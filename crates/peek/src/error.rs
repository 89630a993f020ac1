//! Error types for the peek binary.

use thiserror::Error;

/// Top-level errors; any of these ends the process with a non-zero exit.
#[derive(Debug, Error)]
pub enum PeekError {
    /// Bad configuration file or value.
    #[error("configuration error: {0}")]
    Config(String),

    /// The store failed.
    #[error(transparent)]
    Store(#[from] peek_store::StoreError),

    /// The server failed (bind errors land here).
    #[error(transparent)]
    Server(#[from] peek_server::ServerError),

    /// Filesystem or stdin error.
    #[error("I/O error: {0}")]
    Io(#[from] std::io::Error),

    /// Anything else.
    #[error("internal error: {0}")]
    Internal(String),
}

/// Result type alias for the binary.
pub type Result<T> = std::result::Result<T, PeekError>;
impl LogStore {
    /// Opens (or creates) the store in the configured directory and runs
    /// an initial retention sweep.
    ///
    /// # Errors
    ///
    /// Returns an error if the directory cannot be created or the
    /// database cannot be opened.
    pub fn open(config: StoreConfig) -> Result<Self> {
        std::fs::create_dir_all(&config.dir)?;
        let path = config.dir.join(DB_FILE);
        let db = Database::create(&path)?;

        // Make sure the table exists before any read transaction runs.
        let txn = db.begin_write()?;
        txn.open_table(LOGS)?;
        txn.commit()?;

        let inner = Arc::new(StoreInner {
            db: RwLock::new(db),
            path,
            config,
            write_count: AtomicU64::new(0),
        });

        if let Err(e) = inner.enforce_retention() {
            warn!(error = %e, "startup retention sweep failed");
        }

        let (sweep_tx, sweep_rx) = sync_channel::<()>(1);
        let sweeper_inner = Arc::clone(&inner);
        let sweeper = std::thread::Builder::new()
            .name("peek-retention".to_string())
            .spawn(move || {
                while sweep_rx.recv().is_ok() {
                    if let Err(e) = sweeper_inner.enforce_retention() {
                        warn!(error = %e, "retention sweep failed");
                    }
                }
            })?;

        Ok(Self {
            inner,
            sweep_tx: Mutex::new(Some(sweep_tx)),
            sweeper: Mutex::new(Some(sweeper)),
        })
    }

    /// Durably writes a record: primary key and by-level index entry in
    /// one transaction.
    ///
    /// # Errors
    ///
    /// Returns an error if serialization or the commit fails.
    pub fn write(&self, record: &Record) -> Result<()> {
        let value = record.to_json()?;
        let nanos = keys::timestamp_nanos(record.timestamp);
        let primary = keys::primary_key(nanos, &record.id);
        let index = keys::level_key(&record.level, nanos, &record.id);

        {
            let db = self.inner.db.read();
            let txn = db.begin_write()?;
            {
                let mut table = txn.open_table(LOGS)?;
                table.insert(primary.as_str(), value.as_slice())?;
                table.insert(index.as_str(), record.id.as_bytes())?;
            }
            txn.commit()?;
        }

        let committed = self.inner.write_count.fetch_add(1, Ordering::Relaxed) + 1;
        let interval = self.inner.config.sweep_interval;
        if interval > 0 && committed % interval == 0 {
            self.trigger_sweep();
        }
        Ok(())
    }

    /// Queries records in forward (chronological) order.
    ///
    /// `total` counts every match regardless of `limit`/`offset`. When a
    /// time range is given, iteration seeks directly to its window
    /// instead of scanning the whole keyspace; the filter still runs per
    /// record since it may restrict further.
    ///
    /// # Errors
    ///
    /// Surfaces engine I/O errors as is.
    pub fn query(
        &self,
        filter: &Filter,
        time_range: Option<TimeRange>,
        limit: usize,
        offset: usize,
    ) -> Result<(Vec<Record>, usize)> {
        let (lo, hi) = primary_bounds(time_range.as_ref());

        let db = self.inner.db.read();
        let txn = db.begin_read()?;
        let table = txn.open_table(LOGS)?;

        let mut records = Vec::new();
        let mut total = 0usize;
        let mut skipped = 0usize;

        for item in table.range(lo.as_str()..hi.as_str())? {
            let (_key, value) = item?;
            let Ok(record) = Record::from_json(value.value()) else {
                continue;
            };
            if let Some(range) = &time_range {
                if !range.contains(record.timestamp) {
                    continue;
                }
            }
            if !filter.matches(&record) {
                continue;
            }
            total += 1;
            if skipped < offset {
                skipped += 1;
                continue;
            }
            if records.len() < limit {
                records.push(record);
            }
        }

        Ok((records, total))
    }

    /// Iterates all records in forward order, invoking the callback for
    /// each.
    ///
    /// Records are read in chunks; the store lock and the read
    /// transaction are released before any callback runs, so a callback
    /// may freely call back into the store.
    ///
    /// # Errors
    ///
    /// Propagates engine errors and any error returned by the callback.
    pub fn scan<F>(&self, mut callback: F) -> Result<()>
    where
        F: FnMut(&Record) -> Result<ScanFlow>,
    {
        let hi = keys::prefix_end(keys::LOG_PREFIX);
        let mut resume: Option<String> = None;

        loop {
            let mut chunk: Vec<Record> = Vec::with_capacity(SCAN_CHUNK);
            let mut last_key: Option<String> = None;
            let mut seen = 0usize;
            {
                let db = self.inner.db.read();
                let txn = db.begin_read()?;
                let table = txn.open_table(LOGS)?;
                let range = match &resume {
                    Some(last) => table.range::<&str>((
                        Bound::Excluded(last.as_str()),
                        Bound::Excluded(hi.as_str()),
                    ))?,
                    None => table.range(keys::LOG_PREFIX..hi.as_str())?,
                };
                for item in range {
                    let (key, value) = item?;
                    last_key = Some(key.value().to_string());
                    if let Ok(record) = Record::from_json(value.value()) {
                        chunk.push(record);
                    }
                    seen += 1;
                    if seen >= SCAN_CHUNK {
                        break;
                    }
                }
            }

            let Some(last) = last_key else {
                return Ok(());
            };
            resume = Some(last);

            for record in &chunk {
                if callback(record)? == ScanFlow::Stop {
                    return Ok(());
                }
            }

            if seen < SCAN_CHUNK {
                return Ok(());
            }
        }
    }

    /// Discovers field names and their most frequent values, optionally
    /// restricted to a time window.
    ///
    /// # Errors
    ///
    /// Surfaces engine I/O errors as is.
    pub fn get_fields(&self, range: TimeRange) -> Result<Vec<FieldInfo>> {
        self.inner.collect_fields(range)
    }

    /// Returns totals, on-disk size, and per-level counts.
    ///
    /// Level counts come from the secondary index alone, without reading
    /// record values.
    ///
    /// # Errors
    ///
    /// Surfaces engine I/O errors as is.
    pub fn get_stats(&self) -> Result<Stats> {
        let (total, levels) = {
            let db = self.inner.db.read();
            let txn = db.begin_read()?;
            let table = txn.open_table(LOGS)?;

            let mut total = 0u64;
            let hi = keys::prefix_end(keys::LOG_PREFIX);
            for item in table.range(keys::LOG_PREFIX..hi.as_str())? {
                item?;
                total += 1;
            }

            let mut levels: HashMap<String, u64> = HashMap::new();
            let idx_hi = keys::prefix_end(keys::LEVEL_INDEX_PREFIX);
            for item in table.range(keys::LEVEL_INDEX_PREFIX..idx_hi.as_str())? {
                let (key, _value) = item?;
                if let Some((level, _, _)) = keys::parse_level_key(key.value()) {
                    if !level.is_empty() {
                        *levels.entry(level.to_string()).or_insert(0) += 1;
                    }
                }
            }
            (total, levels)
        };

        let bytes = self.inner.db_size()?;
        Ok(Stats {
            total_logs: total,
            db_size_mb: bytes as f64 / (1024.0 * 1024.0),
            levels,
        })
    }

    /// Returns the oldest and newest stored timestamps, if any.
    ///
    /// # Errors
    ///
    /// Surfaces engine I/O errors as is.
    pub fn get_oldest_newest(&self) -> Result<(Option<DateTime<Utc>>, Option<DateTime<Utc>>)> {
        let db = self.inner.db.read();
        let txn = db.begin_read()?;
        let table = txn.open_table(LOGS)?;
        let hi = keys::prefix_end(keys::LOG_PREFIX);
        let mut range = table.range(keys::LOG_PREFIX..hi.as_str())?;

        let oldest = match range.next() {
            Some(item) => {
                let (_key, value) = item?;
                Record::from_json(value.value()).ok().map(|r| r.timestamp)
            }
            None => None,
        };
        let newest = match range.next_back() {
            Some(item) => {
                let (_key, value) = item?;
                Record::from_json(value.value()).ok().map(|r| r.timestamp)
            }
            None => oldest,
        };

        Ok((oldest, newest))
    }

    /// Deletes every record and index entry.
    ///
    /// # Errors
    ///
    /// Surfaces engine I/O errors as is.
    pub fn delete_all(&self) -> Result<usize> {
        self.inner.delete_all()
    }

    /// Deletes all records with the given level, plus their index twins.
    ///
    /// # Errors
    ///
    /// Surfaces engine I/O errors as is.
    pub fn delete_by_level(&self, level: &str) -> Result<usize> {
        self.inner.delete_by_level(level)
    }

    /// Deletes all records strictly older than `cutoff`.
    ///
    /// # Errors
    ///
    /// Surfaces engine I/O errors as is.
    pub fn delete_older_than(&self, cutoff: DateTime<Utc>) -> Result<usize> {
        self.inner.delete_older_than(cutoff)
    }

    /// Applies the retention policy immediately.
    ///
    /// # Errors
    ///
    /// Surfaces engine I/O errors as is.
    pub fn enforce_retention(&self) -> Result<()> {
        self.inner.enforce_retention()
    }

    /// Reclaims disk space after bulk deletions.
    ///
    /// Takes the writer lock for the duration.
    ///
    /// # Errors
    ///
    /// Surfaces engine I/O errors as is.
    pub fn compact(&self) -> Result<bool> {
        self.inner.compact()
    }

    /// Flushes pending writes to disk.
    ///
    /// # Errors
    ///
    /// Surfaces engine I/O errors as is.
    pub fn sync(&self) -> Result<()> {
        self.inner.sync()
    }

    /// Stops the sweeper thread and flushes the database.
    ///
    /// Safe to call more than once.
    ///
    /// # Errors
    ///
    /// Surfaces engine I/O errors as is.
    pub fn close(&self) -> Result<()> {
        drop(self.sweep_tx.lock().take());
        if let Some(handle) = self.sweeper.lock().take() {
            let _ = handle.join();
        }
        self.inner.sync()
    }

    fn trigger_sweep(&self) {
        if let Some(tx) = self.sweep_tx.lock().as_ref() {
            // Capacity-1 channel: a pending trigger already covers us.
            let _ = tx.try_send(());
        }
    }
}

impl StoreInner {
    pub(crate) fn db_size(&self) -> Result<u64> {
        Ok(std::fs::metadata(&self.path)?.len())
    }

    pub(crate) fn sync(&self) -> Result<()> {
        let db = self.db.read();
        let txn = db.begin_write()?;
        txn.commit()?;
        Ok(())
    }

    pub(crate) fn compact(&self) -> Result<bool> {
        let mut db = self.db.write();
        Ok(db.compact()?)
    }

    pub(crate) fn delete_all(&self) -> Result<usize> {
        let db = self.db.write();
        let mut primary = Vec::new();
        let mut index = Vec::new();
        {
            let txn = db.begin_read()?;
            let table = txn.open_table(LOGS)?;
            let hi = keys::prefix_end(keys::LOG_PREFIX);
            for item in table.range(keys::LOG_PREFIX..hi.as_str())? {
                let (key, _value) = item?;
                primary.push(key.value().to_string());
            }
            let idx_hi = keys::prefix_end(keys::LEVEL_INDEX_PREFIX);
            for item in table.range(keys::LEVEL_INDEX_PREFIX..idx_hi.as_str())? {
                let (key, _value) = item?;
                index.push(key.value().to_string());
            }
        }
        let count = primary.len();
        remove_keys(&db, primary.iter().chain(index.iter()))?;
        Ok(count)
    }

    pub(crate) fn delete_by_level(&self, level: &str) -> Result<usize> {
        let db = self.db.write();
        let mut primary = Vec::new();
        let mut index = Vec::new();
        {
            let txn = db.begin_read()?;
            let table = txn.open_table(LOGS)?;
            let prefix = format!("{}{level}:", keys::LEVEL_INDEX_PREFIX);
            let hi = keys::prefix_end(&prefix);
            for item in table.range(prefix.as_str()..hi.as_str())? {
                let (key, _value) = item?;
                let key = key.value().to_string();
                if let Some((_, nanos, id)) = keys::parse_level_key(&key) {
                    primary.push(keys::primary_key(nanos, id));
                }
                index.push(key);
            }
        }
        let count = primary.len();
        remove_keys(&db, primary.iter().chain(index.iter()))?;
        Ok(count)
    }

    pub(crate) fn delete_older_than(&self, cutoff: DateTime<Utc>) -> Result<usize> {
        let db = self.db.write();
        let cutoff_key = format!("{}{}:", keys::LOG_PREFIX, keys::timestamp_nanos(cutoff));
        let mut primary = Vec::new();
        let mut index = Vec::new();
        {
            let txn = db.begin_read()?;
            let table = txn.open_table(LOGS)?;
            for item in table.range(keys::LOG_PREFIX..cutoff_key.as_str())? {
                let (key, value) = item?;
                primary.push(key.value().to_string());
                if let Ok(record) = Record::from_json(value.value()) {
                    let nanos = keys::timestamp_nanos(record.timestamp);
                    index.push(keys::level_key(&record.level, nanos, &record.id));
                }
            }
        }
        let count = primary.len();
        remove_keys(&db, primary.iter().chain(index.iter()))?;
        Ok(count)
    }
}
//! HTTP request handlers.

use std::sync::Arc;
use std::time::Instant;

use axum::extract::{Query as QueryParams, State};
use axum::response::Html;
use axum::Json;
use chrono::{DateTime, Utc};
use peek_model::{FieldInfo, Record, TimeRange};
use peek_query::Query;
use peek_store::Stats;
use serde::{Deserialize, Serialize};

use crate::error::{ServerError, ServerResult};
use crate::state::AppState;

/// Static landing page served at `/`.
const INDEX_HTML: &str = include_str!("index.html");

/// Response for `GET /health`.
#[derive(Debug, Serialize)]
pub struct HealthResponse {
    /// Always `"ok"` when the process answers.
    pub status: String,
    /// Number of stored records.
    pub logs_stored: u64,
    /// On-disk database size in bytes.
    pub db_size_bytes: u64,
}

/// Query parameters for `GET /fields`.
#[derive(Debug, Deserialize)]
pub struct FieldsParams {
    /// Optional RFC3339 window start.
    pub start: Option<String>,
    /// Optional RFC3339 window end.
    pub end: Option<String>,
}

/// Response for `GET /fields`.
#[derive(Debug, Serialize)]
pub struct FieldsResponse {
    /// Discovered fields, name-ordered.
    pub fields: Vec<FieldInfo>,
}

/// Request body for `POST /query`.
#[derive(Debug, Deserialize)]
pub struct QueryRequest {
    /// Query string; empty means match everything.
    #[serde(default)]
    pub query: String,
    /// Page size.
    #[serde(default = "default_limit")]
    pub limit: usize,
    /// Records to skip.
    #[serde(default)]
    pub offset: usize,
    /// Optional RFC3339 window start.
    pub start: Option<String>,
    /// Optional RFC3339 window end.
    pub end: Option<String>,
}

const fn default_limit() -> usize {
    100
}

/// Response for `POST /query`.
#[derive(Debug, Serialize)]
pub struct QueryResponse {
    /// The requested page, oldest first.
    pub logs: Vec<Record>,
    /// Matches ignoring pagination.
    pub total: usize,
    /// Wall time spent executing.
    pub took_ms: u64,
}

/// `GET /` — the static landing page.
pub async fn index() -> Html<&'static str> {
    Html(INDEX_HTML)
}

/// `GET /health`.
pub async fn health(State(state): State<Arc<AppState>>) -> ServerResult<Json<HealthResponse>> {
    let stats = state.store().get_stats()?;
    Ok(Json(HealthResponse {
        status: "ok".to_string(),
        logs_stored: stats.total_logs,
        db_size_bytes: (stats.db_size_mb * 1024.0 * 1024.0) as u64,
    }))
}

/// `GET /stats`.
pub async fn get_stats(State(state): State<Arc<AppState>>) -> ServerResult<Json<Stats>> {
    Ok(Json(state.store().get_stats()?))
}

/// `GET /fields`.
pub async fn get_fields(
    State(state): State<Arc<AppState>>,
    QueryParams(params): QueryParams<FieldsParams>,
) -> ServerResult<Json<FieldsResponse>> {
    let range = TimeRange::new(
        parse_bound(params.start.as_deref(), "start")?,
        parse_bound(params.end.as_deref(), "end")?,
    );
    let fields = state.store().get_fields(range)?;
    Ok(Json(FieldsResponse { fields }))
}

/// `POST /query`.
pub async fn post_query(
    State(state): State<Arc<AppState>>,
    Json(request): Json<QueryRequest>,
) -> ServerResult<Json<QueryResponse>> {
    let parsed = Query::parse(&request.query)?;
    let filter = state.effective_filter(parsed.into_filter());

    let start = parse_bound(request.start.as_deref(), "start")?;
    let end = parse_bound(request.end.as_deref(), "end")?;
    let time_range = if start.is_none() && end.is_none() {
        None
    } else {
        Some(TimeRange::new(start, end))
    };

    let began = Instant::now();
    let (logs, total) = state
        .store()
        .query(&filter, time_range, request.limit, request.offset)?;

    Ok(Json(QueryResponse {
        logs,
        total,
        took_ms: began.elapsed().as_millis() as u64,
    }))
}

/// Parses an optional RFC3339 parameter, rejecting malformed input.
fn parse_bound(value: Option<&str>, name: &str) -> ServerResult<Option<DateTime<Utc>>> {
    match value {
        None => Ok(None),
        Some(text) => DateTime::parse_from_rfc3339(text)
            .map(|dt| Some(dt.with_timezone(&Utc)))
            .map_err(|e| ServerError::InvalidRequest(format!("invalid {name}: {e}"))),
    }
}
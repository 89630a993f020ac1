//! The broadcaster and its subscriber registry.

use std::collections::HashMap;
use std::sync::atomic::{AtomicU64, Ordering};
use std::sync::{Arc, Weak};

use parking_lot::Mutex;
use peek_model::{Record, TimeRange};
use peek_query::Filter;
use tokio::sync::mpsc;
use tokio::sync::mpsc::error::TrySendError;
use tracing::warn;

/// Default capacity of each subscriber's outbound queue.
const DEFAULT_QUEUE_CAPACITY: usize = 100;

/// Drops per subscriber between warnings, after the first.
const DROP_LOG_INTERVAL: u64 = 1000;

/// Identifies one registered subscriber.
pub type SubscriberId = u64;

struct Subscriber {
    filter: Filter,
    time_range: Option<TimeRange>,
    sender: mpsc::Sender<Arc<Record>>,
    dropped: Arc<AtomicU64>,
}

struct Registry {
    subscribers: Mutex<HashMap<SubscriberId, Subscriber>>,
    next_id: AtomicU64,
    queue_capacity: usize,
}

/// Fans committed records out to live subscribers.
///
/// The registry is guarded by a dedicated mutex held only for short,
/// I/O-free intervals; `publish` uses non-blocking sends exclusively, so
/// the writer path never waits on a subscriber.
#[derive(Clone)]
pub struct Broadcaster {
    registry: Arc<Registry>,
}

impl Default for Broadcaster {
    fn default() -> Self {
        Self::new()
    }
}

impl Broadcaster {
    /// Creates a broadcaster with the default queue capacity.
    #[must_use]
    pub fn new() -> Self {
        Self::with_queue_capacity(DEFAULT_QUEUE_CAPACITY)
    }

    /// Creates a broadcaster with a custom per-subscriber queue capacity.
    #[must_use]
    pub fn with_queue_capacity(capacity: usize) -> Self {
        Self {
            registry: Arc::new(Registry {
                subscribers: Mutex::new(HashMap::new()),
                next_id: AtomicU64::new(1),
                queue_capacity: capacity,
            }),
        }
    }

    /// Registers a subscriber with a compiled filter and optional time
    /// window.
    ///
    /// The returned [`Subscription`] owns the outbound queue; dropping it
    /// (or calling [`Subscription::cancel`]) unregisters the subscriber
    /// and closes the queue.
    #[must_use]
    pub fn subscribe(&self, filter: Filter, time_range: Option<TimeRange>) -> Subscription {
        let id = self.registry.next_id.fetch_add(1, Ordering::Relaxed);
        let (sender, receiver) = mpsc::channel(self.registry.queue_capacity);
        let dropped = Arc::new(AtomicU64::new(0));

        self.registry.subscribers.lock().insert(
            id,
            Subscriber {
                filter,
                time_range,
                sender,
                dropped: Arc::clone(&dropped),
            },
        );

        Subscription {
            id,
            receiver,
            dropped,
            registry: Arc::downgrade(&self.registry),
        }
    }

    /// Delivers a record to every subscriber whose filter accepts it.
    ///
    /// Sends are non-blocking: a subscriber with a full queue loses this
    /// record (newest preferred) and its drop counter advances. Returns
    /// the number of successful deliveries.
    pub fn publish(&self, record: &Arc<Record>) -> usize {
        let subscribers = self.registry.subscribers.lock();
        let mut delivered = 0;

        for (id, subscriber) in subscribers.iter() {
            if let Some(range) = &subscriber.time_range {
                if !range.contains(record.timestamp) {
                    continue;
                }
            }
            if !subscriber.filter.matches(record) {
                continue;
            }
            match subscriber.sender.try_send(Arc::clone(record)) {
                Ok(()) => delivered += 1,
                Err(TrySendError::Full(_)) => {
                    let dropped = subscriber.dropped.fetch_add(1, Ordering::Relaxed) + 1;
                    if dropped == 1 || dropped % DROP_LOG_INTERVAL == 0 {
                        warn!(subscriber = id, dropped, "subscriber queue full, dropping");
                    }
                }
                Err(TrySendError::Closed(_)) => {
                    // Receiver already gone; the guard will unregister it.
                }
            }
        }

        delivered
    }

    /// Number of registered subscribers.
    #[must_use]
    pub fn subscriber_count(&self) -> usize {
        self.registry.subscribers.lock().len()
    }

    /// Unregisters every subscriber and closes their queues.
    ///
    /// Receivers observe the closed queue and exit; used at shutdown.
    pub fn close(&self) {
        self.registry.subscribers.lock().clear();
    }
}

/// One subscriber's end of the fan-out.
pub struct Subscription {
    id: SubscriberId,
    receiver: mpsc::Receiver<Arc<Record>>,
    dropped: Arc<AtomicU64>,
    registry: Weak<Registry>,
}

impl Subscription {
    /// This subscriber's id.
    #[must_use]
    pub const fn id(&self) -> SubscriberId {
        self.id
    }

    /// Receives the next delivered record, or `None` once cancelled.
    pub async fn recv(&mut self) -> Option<Arc<Record>> {
        self.receiver.recv().await
    }

    /// Non-blocking receive, for draining.
    ///
    /// # Errors
    ///
    /// Returns the channel's empty/disconnected error when nothing is
    /// queued.
    pub fn try_recv(&mut self) -> Result<Arc<Record>, mpsc::error::TryRecvError> {
        self.receiver.try_recv()
    }

    /// Records dropped for this subscriber due to a full queue.
    #[must_use]
    pub fn dropped(&self) -> u64 {
        self.dropped.load(Ordering::Relaxed)
    }

    /// Cancels the subscription, unregistering it and dropping any
    /// pending messages.
    pub fn cancel(self) {
        // Drop does the work.
    }
}

impl Drop for Subscription {
    fn drop(&mut self) {
        if let Some(registry) = self.registry.upgrade() {
            registry.subscribers.lock().remove(&self.id);
        }
    }
}

#[cfg(test)]
mod tests {
    use super::*;
    use std::collections::HashMap as StdHashMap;

    use chrono::{Duration, Utc};
    use peek_query::Query;

    fn record(level: &str, message: &str) -> Arc<Record> {
        Arc::new(Record {
            id: peek_model::generate_record_id(),
            timestamp: Utc::now(),
            level: level.to_string(),
            message: message.to_string(),
            fields: StdHashMap::new(),
            raw: message.to_string(),
        })
    }

    #[tokio::test]
    async fn delivers_matching_records_in_order() {
        let broadcaster = Broadcaster::new();
        let mut sub = broadcaster.subscribe(Filter::All, None);

        for i in 0..5 {
            broadcaster.publish(&record("INFO", &format!("m{i}")));
        }

        for i in 0..5 {
            let got = sub.recv().await.expect("record");
            assert_eq!(got.message, format!("m{i}"));
        }
    }

    #[tokio::test]
    async fn filter_gates_delivery() {
        let broadcaster = Broadcaster::new();
        let filter = Query::parse("level:ERROR").expect("parse").into_filter();
        let mut sub = broadcaster.subscribe(filter, None);

        assert_eq!(broadcaster.publish(&record("INFO", "skip")), 0);
        assert_eq!(broadcaster.publish(&record("ERROR", "take")), 1);

        let got = sub.recv().await.expect("record");
        assert_eq!(got.message, "take");
        assert!(sub.try_recv().is_err());
    }

    #[tokio::test]
    async fn time_window_gates_delivery() {
        let broadcaster = Broadcaster::new();
        let cutoff = Utc::now();
        let mut sub = broadcaster.subscribe(Filter::All, Some(TimeRange::since(cutoff)));

        let mut old = Record::clone(&record("INFO", "old"));
        old.timestamp = cutoff - Duration::hours(1);
        assert_eq!(broadcaster.publish(&Arc::new(old)), 0);
        assert_eq!(broadcaster.publish(&record("INFO", "new")), 1);

        let got = sub.recv().await.expect("record");
        assert_eq!(got.message, "new");
    }

    #[tokio::test]
    async fn full_queue_drops_newest_without_blocking() {
        let broadcaster = Broadcaster::with_queue_capacity(3);
        let mut sub = broadcaster.subscribe(Filter::All, None);

        for i in 0..10 {
            broadcaster.publish(&record("INFO", &format!("m{i}")));
        }

        // Exactly the overflow was dropped; the queued prefix survived.
        assert_eq!(sub.dropped(), 7);
        for i in 0..3 {
            let got = sub.try_recv().expect("queued record");
            assert_eq!(got.message, format!("m{i}"));
        }
        assert!(sub.try_recv().is_err());

        // After draining, delivery resumes normally.
        assert_eq!(broadcaster.publish(&record("INFO", "resumed")), 1);
        let got = sub.try_recv().expect("record");
        assert_eq!(got.message, "resumed");
    }

    #[tokio::test]
    async fn fan_out_with_slow_and_fast_subscribers() {
        let broadcaster = Broadcaster::new();
        let mut fast = broadcaster.subscribe(Filter::All, None);
        let mut slow =
            broadcaster.subscribe(Query::parse("level:ERROR").expect("parse").into_filter(), None);

        // The fast subscriber drains as records are published; the slow
        // one does not drain at all.
        let mut fast_received = Vec::new();
        for i in 0..200 {
            broadcaster.publish(&record("ERROR", &format!("m{i}")));
            while let Ok(got) = fast.try_recv() {
                fast_received.push(got.message.clone());
            }
        }

        assert_eq!(fast_received.len(), 200);
        for (i, message) in fast_received.iter().enumerate() {
            assert_eq!(message, &format!("m{i}"));
        }

        // The slow subscriber kept its queue capacity and dropped the rest.
        assert_eq!(slow.dropped(), 100);
        let mut slow_received = 0;
        for _ in 0..50 {
            slow.try_recv().expect("queued record");
            slow_received += 1;
        }
        assert_eq!(slow_received, 50);

        // With 50 slots free, 50 more publishes all land.
        drop(fast);
        for i in 0..50 {
            assert_eq!(broadcaster.publish(&record("ERROR", &format!("late{i}"))), 1);
        }
        let mut drained = 0;
        while slow.try_recv().is_ok() {
            drained += 1;
        }
        assert_eq!(drained, 100); // 50 leftover + 50 new
    }

    #[tokio::test]
    async fn cancel_unregisters_and_closes() {
        let broadcaster = Broadcaster::new();
        let sub = broadcaster.subscribe(Filter::All, None);
        assert_eq!(broadcaster.subscriber_count(), 1);

        sub.cancel();
        assert_eq!(broadcaster.subscriber_count(), 0);
        assert_eq!(broadcaster.publish(&record("INFO", "nobody")), 0);
    }

    #[tokio::test]
    async fn close_ends_all_receivers() {
        let broadcaster = Broadcaster::new();
        let mut sub = broadcaster.subscribe(Filter::All, None);

        broadcaster.close();
        assert_eq!(broadcaster.subscriber_count(), 0);
        assert!(sub.recv().await.is_none());
    }

    #[tokio::test]
    async fn publish_counts_deliveries_across_subscribers() {
        let broadcaster = Broadcaster::new();
        let _a = broadcaster.subscribe(Filter::All, None);
        let _b = broadcaster.subscribe(Filter::All, None);
        let _c =
            broadcaster.subscribe(Query::parse("level:WARN").expect("parse").into_filter(), None);

        assert_eq!(broadcaster.publish(&record("INFO", "x")), 2);
        assert_eq!(broadcaster.publish(&record("WARN", "y")), 3);
    }
}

==================================================

> TASK REQUIREMENTS:
Write out the listing exactly from its first line to the line containing "or stdin error.". Both of those lines belong in the answer.

> REPLY TO THE EXERCISE:
filename crates/peek/src/error.rs
repository 89630a993f020ac1
//! Error types for the peek binary.

use thiserror::Error;

/// Top-level errors; any of these ends the process with a non-zero exit.
#[derive(Debug, Error)]
pub enum PeekError {
    /// Bad configuration file or value.
    #[error("configuration error: {0}")]
    Config(String),

    /// The store failed.
    #[error(transparent)]
    Store(#[from] peek_store::StoreError),

    /// The server failed (bind errors land here).
    #[error(transparent)]
    Server(#[from] peek_server::ServerError),

    /// Filesystem or stdin error.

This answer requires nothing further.